══ Supplied records ══

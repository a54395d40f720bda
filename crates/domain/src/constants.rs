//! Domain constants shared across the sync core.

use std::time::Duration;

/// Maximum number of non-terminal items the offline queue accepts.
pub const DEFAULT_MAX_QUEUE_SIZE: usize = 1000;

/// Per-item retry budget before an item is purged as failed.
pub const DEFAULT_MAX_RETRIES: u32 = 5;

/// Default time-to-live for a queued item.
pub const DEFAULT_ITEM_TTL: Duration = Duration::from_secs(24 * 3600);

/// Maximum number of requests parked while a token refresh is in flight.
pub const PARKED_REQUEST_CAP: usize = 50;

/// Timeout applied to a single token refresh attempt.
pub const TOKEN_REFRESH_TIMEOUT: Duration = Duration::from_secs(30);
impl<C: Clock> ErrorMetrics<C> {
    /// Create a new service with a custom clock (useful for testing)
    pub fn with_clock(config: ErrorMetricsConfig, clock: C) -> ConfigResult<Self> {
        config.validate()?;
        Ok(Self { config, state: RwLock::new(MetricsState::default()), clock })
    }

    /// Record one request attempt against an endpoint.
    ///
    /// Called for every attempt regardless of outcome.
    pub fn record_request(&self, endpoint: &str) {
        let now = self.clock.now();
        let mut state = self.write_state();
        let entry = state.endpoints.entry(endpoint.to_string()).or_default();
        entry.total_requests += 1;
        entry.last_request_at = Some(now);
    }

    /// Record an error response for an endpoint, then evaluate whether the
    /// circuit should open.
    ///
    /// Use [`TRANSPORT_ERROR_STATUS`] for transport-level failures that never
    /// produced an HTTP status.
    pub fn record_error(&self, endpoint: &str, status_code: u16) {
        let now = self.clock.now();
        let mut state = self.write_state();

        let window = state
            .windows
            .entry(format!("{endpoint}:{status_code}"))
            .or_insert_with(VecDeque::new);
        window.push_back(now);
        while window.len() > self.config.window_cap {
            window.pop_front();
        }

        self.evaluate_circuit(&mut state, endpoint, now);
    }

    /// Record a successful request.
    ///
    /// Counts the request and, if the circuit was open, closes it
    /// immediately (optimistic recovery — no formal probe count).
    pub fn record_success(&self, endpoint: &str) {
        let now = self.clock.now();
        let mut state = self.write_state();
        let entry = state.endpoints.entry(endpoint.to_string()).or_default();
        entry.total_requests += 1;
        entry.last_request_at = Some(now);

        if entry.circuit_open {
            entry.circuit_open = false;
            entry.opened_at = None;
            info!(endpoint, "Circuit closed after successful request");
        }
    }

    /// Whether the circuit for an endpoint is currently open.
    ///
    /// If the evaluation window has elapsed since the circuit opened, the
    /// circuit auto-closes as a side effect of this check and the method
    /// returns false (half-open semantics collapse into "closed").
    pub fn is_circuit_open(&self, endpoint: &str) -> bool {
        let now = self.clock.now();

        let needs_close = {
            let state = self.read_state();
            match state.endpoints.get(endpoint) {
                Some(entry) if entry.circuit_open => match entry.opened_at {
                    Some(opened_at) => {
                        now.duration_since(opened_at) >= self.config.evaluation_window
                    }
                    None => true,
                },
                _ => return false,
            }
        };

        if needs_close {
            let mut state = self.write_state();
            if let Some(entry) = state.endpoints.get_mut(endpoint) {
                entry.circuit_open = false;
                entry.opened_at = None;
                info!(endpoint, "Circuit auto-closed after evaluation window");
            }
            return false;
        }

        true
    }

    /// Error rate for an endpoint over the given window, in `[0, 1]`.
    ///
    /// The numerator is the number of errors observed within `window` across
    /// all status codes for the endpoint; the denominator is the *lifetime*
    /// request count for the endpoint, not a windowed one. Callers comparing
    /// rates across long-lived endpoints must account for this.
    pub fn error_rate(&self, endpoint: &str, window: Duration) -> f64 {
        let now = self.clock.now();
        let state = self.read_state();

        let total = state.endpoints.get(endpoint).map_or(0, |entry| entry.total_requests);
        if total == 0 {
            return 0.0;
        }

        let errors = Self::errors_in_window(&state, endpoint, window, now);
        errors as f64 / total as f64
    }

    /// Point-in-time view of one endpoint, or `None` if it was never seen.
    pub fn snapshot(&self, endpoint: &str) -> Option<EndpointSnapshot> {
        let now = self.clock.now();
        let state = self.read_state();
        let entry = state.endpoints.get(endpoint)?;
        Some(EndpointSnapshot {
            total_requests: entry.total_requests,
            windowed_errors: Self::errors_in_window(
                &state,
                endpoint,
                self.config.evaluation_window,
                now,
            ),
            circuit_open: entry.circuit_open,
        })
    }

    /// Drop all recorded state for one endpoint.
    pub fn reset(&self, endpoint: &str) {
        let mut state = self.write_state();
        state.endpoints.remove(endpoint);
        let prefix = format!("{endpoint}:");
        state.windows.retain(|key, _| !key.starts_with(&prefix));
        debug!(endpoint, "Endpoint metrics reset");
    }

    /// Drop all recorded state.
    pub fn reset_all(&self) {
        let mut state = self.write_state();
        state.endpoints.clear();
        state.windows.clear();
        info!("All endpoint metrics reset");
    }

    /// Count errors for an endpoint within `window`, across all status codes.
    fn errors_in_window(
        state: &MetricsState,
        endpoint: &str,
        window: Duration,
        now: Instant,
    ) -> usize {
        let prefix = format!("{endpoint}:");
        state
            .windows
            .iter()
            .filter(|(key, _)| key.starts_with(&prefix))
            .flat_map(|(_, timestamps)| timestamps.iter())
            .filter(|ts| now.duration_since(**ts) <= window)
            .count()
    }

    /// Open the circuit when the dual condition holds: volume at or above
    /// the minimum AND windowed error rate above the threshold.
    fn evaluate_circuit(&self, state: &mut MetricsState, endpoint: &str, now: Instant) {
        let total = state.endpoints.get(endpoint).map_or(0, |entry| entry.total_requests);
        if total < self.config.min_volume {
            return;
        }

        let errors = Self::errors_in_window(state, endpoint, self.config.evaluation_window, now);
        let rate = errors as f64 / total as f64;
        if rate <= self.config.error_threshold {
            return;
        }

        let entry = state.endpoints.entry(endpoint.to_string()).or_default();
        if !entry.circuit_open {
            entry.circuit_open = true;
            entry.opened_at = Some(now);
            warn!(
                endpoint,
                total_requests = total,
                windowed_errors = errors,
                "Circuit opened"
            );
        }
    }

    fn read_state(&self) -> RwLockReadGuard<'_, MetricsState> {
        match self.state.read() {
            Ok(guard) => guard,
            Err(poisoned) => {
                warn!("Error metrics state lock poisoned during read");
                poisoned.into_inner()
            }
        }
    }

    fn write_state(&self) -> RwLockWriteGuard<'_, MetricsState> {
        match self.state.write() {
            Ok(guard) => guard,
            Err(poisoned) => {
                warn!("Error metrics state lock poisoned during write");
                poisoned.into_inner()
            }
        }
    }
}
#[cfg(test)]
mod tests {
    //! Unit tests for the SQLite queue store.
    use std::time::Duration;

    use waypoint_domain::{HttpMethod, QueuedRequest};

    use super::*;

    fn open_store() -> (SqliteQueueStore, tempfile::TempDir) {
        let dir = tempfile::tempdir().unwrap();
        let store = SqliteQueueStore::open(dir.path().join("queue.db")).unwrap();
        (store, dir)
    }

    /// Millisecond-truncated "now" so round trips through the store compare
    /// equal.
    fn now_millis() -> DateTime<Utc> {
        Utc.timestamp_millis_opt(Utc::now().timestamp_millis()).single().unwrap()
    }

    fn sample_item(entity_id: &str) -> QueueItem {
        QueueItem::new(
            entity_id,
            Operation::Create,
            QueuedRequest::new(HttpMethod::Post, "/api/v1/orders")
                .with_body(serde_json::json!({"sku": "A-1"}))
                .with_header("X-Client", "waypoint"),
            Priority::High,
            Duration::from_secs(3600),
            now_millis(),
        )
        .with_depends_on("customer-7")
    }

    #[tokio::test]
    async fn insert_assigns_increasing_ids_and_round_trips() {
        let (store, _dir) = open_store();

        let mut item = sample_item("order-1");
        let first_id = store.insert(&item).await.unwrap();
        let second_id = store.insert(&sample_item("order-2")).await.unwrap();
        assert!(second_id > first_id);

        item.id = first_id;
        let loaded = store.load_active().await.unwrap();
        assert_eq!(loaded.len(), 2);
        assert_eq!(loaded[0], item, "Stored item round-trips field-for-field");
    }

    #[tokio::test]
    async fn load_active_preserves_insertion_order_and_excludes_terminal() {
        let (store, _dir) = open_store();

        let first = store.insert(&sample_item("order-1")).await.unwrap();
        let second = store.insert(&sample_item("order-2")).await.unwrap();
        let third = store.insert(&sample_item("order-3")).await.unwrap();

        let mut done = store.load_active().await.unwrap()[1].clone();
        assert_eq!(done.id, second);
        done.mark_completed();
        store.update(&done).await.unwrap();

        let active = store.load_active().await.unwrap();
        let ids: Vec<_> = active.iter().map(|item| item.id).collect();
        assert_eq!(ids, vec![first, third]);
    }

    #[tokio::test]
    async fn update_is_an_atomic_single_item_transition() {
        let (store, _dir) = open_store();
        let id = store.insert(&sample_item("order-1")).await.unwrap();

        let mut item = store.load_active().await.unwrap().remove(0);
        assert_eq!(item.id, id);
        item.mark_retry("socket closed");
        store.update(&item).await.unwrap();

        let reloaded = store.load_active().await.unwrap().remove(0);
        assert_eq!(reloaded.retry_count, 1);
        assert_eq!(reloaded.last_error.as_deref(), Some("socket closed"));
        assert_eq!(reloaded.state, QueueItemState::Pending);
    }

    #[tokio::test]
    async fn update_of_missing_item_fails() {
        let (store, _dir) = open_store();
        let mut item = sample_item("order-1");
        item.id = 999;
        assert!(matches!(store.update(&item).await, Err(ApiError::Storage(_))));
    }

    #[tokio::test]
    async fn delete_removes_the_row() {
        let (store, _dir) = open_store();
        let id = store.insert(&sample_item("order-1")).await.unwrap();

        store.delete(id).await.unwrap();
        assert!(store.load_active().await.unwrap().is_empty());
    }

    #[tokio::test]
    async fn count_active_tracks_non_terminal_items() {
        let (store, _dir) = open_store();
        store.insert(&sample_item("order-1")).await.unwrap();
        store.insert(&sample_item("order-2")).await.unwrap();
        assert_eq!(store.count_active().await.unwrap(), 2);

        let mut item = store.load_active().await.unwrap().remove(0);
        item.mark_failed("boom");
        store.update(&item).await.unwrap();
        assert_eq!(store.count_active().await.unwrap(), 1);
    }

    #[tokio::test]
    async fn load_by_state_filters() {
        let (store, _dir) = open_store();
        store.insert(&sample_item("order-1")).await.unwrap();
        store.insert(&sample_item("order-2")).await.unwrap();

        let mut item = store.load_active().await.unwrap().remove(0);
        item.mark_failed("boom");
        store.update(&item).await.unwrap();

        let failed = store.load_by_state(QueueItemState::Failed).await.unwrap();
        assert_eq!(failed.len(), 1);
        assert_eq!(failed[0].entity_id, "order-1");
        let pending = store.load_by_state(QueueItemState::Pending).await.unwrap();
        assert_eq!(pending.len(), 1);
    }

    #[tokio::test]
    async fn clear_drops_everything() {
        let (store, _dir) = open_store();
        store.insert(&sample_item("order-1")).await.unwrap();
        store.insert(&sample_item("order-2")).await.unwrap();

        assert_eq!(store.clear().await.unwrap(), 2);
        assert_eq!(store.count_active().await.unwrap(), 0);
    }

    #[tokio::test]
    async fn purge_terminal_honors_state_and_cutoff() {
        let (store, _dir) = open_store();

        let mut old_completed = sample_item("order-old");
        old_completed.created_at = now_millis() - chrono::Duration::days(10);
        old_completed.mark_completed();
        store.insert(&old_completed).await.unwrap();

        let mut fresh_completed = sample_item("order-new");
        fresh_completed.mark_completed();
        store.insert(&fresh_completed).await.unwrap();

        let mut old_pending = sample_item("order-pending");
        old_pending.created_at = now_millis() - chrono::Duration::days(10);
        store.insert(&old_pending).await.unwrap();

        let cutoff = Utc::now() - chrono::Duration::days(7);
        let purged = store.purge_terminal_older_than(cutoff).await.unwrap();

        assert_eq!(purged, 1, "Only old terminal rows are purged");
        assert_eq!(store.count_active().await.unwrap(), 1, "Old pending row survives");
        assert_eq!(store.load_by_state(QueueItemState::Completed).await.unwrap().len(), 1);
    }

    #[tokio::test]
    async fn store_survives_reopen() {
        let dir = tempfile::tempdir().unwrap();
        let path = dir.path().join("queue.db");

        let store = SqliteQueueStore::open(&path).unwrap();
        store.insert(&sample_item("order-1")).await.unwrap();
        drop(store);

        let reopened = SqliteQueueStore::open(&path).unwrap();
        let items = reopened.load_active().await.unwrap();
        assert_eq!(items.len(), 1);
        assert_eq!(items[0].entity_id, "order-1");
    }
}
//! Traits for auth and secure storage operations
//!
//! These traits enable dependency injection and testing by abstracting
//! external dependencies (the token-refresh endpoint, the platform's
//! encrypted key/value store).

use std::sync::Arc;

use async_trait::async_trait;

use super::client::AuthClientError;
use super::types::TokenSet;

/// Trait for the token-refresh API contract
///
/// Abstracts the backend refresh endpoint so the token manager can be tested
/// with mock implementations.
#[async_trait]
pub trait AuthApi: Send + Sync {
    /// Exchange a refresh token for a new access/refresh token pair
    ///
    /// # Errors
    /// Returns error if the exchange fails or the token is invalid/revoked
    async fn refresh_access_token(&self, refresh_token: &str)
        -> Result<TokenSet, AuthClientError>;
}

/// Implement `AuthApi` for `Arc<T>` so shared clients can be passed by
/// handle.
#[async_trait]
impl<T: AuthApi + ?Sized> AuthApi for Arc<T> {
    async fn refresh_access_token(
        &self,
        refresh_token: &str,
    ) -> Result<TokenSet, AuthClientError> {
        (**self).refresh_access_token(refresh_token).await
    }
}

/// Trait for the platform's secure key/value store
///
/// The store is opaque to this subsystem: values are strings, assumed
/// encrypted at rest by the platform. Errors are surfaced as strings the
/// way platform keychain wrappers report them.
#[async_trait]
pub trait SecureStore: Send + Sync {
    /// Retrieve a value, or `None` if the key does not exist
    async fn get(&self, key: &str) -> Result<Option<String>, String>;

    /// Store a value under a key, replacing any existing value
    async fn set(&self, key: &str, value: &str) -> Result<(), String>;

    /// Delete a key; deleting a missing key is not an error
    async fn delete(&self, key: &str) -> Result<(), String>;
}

═══
══ Supplied records ══

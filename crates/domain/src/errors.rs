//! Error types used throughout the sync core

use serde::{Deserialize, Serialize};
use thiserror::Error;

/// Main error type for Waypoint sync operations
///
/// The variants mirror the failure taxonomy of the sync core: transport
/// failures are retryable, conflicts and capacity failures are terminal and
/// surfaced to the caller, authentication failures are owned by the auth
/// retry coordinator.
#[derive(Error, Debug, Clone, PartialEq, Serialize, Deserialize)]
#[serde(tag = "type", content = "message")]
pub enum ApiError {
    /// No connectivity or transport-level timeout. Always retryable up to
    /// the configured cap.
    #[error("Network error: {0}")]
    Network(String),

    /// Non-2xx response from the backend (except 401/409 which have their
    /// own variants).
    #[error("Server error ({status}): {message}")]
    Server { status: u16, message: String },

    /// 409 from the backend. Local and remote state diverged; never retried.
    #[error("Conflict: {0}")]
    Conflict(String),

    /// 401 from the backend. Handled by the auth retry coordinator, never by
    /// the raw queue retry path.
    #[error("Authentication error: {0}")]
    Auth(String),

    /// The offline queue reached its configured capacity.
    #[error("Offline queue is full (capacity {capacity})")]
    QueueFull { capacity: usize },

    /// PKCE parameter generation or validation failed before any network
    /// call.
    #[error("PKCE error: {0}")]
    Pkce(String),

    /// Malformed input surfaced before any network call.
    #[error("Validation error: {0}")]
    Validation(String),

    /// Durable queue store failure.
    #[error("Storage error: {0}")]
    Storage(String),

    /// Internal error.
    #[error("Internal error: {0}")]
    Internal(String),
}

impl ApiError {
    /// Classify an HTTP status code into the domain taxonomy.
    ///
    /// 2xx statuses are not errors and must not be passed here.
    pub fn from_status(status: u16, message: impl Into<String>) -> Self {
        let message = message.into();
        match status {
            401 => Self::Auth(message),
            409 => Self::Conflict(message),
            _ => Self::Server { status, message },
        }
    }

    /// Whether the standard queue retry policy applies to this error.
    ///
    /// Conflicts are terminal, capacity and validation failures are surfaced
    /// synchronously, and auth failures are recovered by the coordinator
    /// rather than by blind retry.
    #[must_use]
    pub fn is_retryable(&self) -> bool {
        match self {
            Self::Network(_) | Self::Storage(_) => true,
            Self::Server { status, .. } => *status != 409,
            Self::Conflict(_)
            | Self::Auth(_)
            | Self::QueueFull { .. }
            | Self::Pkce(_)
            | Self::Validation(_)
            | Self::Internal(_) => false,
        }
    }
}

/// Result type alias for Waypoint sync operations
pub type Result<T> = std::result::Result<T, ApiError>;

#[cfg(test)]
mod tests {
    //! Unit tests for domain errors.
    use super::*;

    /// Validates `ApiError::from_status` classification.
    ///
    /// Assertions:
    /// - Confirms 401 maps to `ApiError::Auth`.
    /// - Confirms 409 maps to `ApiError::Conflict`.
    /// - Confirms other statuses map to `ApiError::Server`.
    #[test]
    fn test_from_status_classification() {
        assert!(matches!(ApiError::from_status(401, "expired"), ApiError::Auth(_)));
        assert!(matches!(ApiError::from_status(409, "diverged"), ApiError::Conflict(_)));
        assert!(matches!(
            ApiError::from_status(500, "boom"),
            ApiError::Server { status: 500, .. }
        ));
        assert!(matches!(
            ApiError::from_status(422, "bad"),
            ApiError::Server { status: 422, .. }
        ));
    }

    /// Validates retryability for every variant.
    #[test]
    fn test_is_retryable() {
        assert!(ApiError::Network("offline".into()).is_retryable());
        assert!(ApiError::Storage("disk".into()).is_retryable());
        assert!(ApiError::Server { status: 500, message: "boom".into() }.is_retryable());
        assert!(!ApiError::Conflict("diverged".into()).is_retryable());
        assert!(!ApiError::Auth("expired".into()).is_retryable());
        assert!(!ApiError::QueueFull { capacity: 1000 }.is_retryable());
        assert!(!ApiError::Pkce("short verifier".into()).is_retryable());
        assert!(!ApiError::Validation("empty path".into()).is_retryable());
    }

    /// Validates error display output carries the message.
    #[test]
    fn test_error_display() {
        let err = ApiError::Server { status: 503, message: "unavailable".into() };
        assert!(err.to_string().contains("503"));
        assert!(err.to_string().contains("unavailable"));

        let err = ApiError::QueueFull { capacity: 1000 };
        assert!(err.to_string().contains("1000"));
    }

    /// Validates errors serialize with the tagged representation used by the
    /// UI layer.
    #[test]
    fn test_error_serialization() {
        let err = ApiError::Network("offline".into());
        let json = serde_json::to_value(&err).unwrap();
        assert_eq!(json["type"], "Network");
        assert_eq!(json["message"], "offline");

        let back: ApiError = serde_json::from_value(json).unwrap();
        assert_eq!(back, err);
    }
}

═══
══ Supplied records ══

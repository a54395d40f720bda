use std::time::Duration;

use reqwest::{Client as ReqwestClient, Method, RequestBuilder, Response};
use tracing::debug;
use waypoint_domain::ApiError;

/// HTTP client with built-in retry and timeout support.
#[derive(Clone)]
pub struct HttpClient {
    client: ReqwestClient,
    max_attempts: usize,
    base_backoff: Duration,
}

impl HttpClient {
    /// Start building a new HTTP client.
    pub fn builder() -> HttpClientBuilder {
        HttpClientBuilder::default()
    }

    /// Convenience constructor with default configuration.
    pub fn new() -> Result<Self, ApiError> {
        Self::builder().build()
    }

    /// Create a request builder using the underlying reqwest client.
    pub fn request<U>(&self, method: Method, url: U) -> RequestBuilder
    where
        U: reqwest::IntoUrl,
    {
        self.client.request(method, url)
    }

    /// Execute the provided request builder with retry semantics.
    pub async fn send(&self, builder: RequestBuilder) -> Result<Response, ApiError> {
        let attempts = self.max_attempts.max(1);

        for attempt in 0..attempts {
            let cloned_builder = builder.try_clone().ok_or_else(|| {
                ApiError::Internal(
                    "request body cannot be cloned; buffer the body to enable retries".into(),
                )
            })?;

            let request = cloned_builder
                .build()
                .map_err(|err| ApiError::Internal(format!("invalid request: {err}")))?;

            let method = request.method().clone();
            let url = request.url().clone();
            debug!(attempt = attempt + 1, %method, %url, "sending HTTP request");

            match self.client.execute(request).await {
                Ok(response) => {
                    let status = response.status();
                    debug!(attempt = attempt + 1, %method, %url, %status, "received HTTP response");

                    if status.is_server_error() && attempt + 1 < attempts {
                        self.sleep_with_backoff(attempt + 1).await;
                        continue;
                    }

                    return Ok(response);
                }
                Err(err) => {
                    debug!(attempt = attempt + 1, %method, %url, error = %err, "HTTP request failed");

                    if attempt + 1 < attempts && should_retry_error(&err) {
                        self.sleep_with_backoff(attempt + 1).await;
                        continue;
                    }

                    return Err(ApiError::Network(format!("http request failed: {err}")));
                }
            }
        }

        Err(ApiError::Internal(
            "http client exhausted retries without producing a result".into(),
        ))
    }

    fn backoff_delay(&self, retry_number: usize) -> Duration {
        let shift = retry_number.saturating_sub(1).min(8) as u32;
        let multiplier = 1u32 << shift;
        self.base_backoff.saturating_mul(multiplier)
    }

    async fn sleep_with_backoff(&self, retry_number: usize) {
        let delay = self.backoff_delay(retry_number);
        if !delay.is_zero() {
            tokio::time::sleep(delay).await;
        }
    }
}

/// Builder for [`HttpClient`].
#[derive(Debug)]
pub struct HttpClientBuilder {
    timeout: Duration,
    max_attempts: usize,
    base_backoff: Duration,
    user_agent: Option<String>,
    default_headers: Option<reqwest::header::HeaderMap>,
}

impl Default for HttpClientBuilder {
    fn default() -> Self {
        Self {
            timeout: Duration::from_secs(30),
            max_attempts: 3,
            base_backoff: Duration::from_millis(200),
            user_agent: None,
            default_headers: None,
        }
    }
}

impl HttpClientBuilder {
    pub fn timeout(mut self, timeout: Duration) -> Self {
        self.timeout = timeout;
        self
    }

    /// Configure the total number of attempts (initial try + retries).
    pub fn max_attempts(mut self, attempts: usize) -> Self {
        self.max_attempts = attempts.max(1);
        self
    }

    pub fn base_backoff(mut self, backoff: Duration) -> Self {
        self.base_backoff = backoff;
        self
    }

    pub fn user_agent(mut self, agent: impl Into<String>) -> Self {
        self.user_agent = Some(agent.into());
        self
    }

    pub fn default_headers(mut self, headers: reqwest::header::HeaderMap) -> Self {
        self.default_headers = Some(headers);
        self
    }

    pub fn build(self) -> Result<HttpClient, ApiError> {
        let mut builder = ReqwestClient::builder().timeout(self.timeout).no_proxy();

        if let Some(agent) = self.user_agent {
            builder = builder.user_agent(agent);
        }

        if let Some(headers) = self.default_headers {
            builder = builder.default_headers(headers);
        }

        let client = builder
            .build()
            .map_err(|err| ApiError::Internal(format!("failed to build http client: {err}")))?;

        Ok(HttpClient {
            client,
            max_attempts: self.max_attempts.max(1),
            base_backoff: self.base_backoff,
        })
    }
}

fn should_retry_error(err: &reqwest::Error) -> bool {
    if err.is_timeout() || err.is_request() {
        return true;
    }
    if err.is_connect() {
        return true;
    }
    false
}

═══

The task: Copy all lines from the entries that contain the word "contains".

Response area:
        assert!(err.to_string().contains("503"));
        assert!(err.to_string().contains("unavailable"));
        assert!(err.to_string().contains("1000"));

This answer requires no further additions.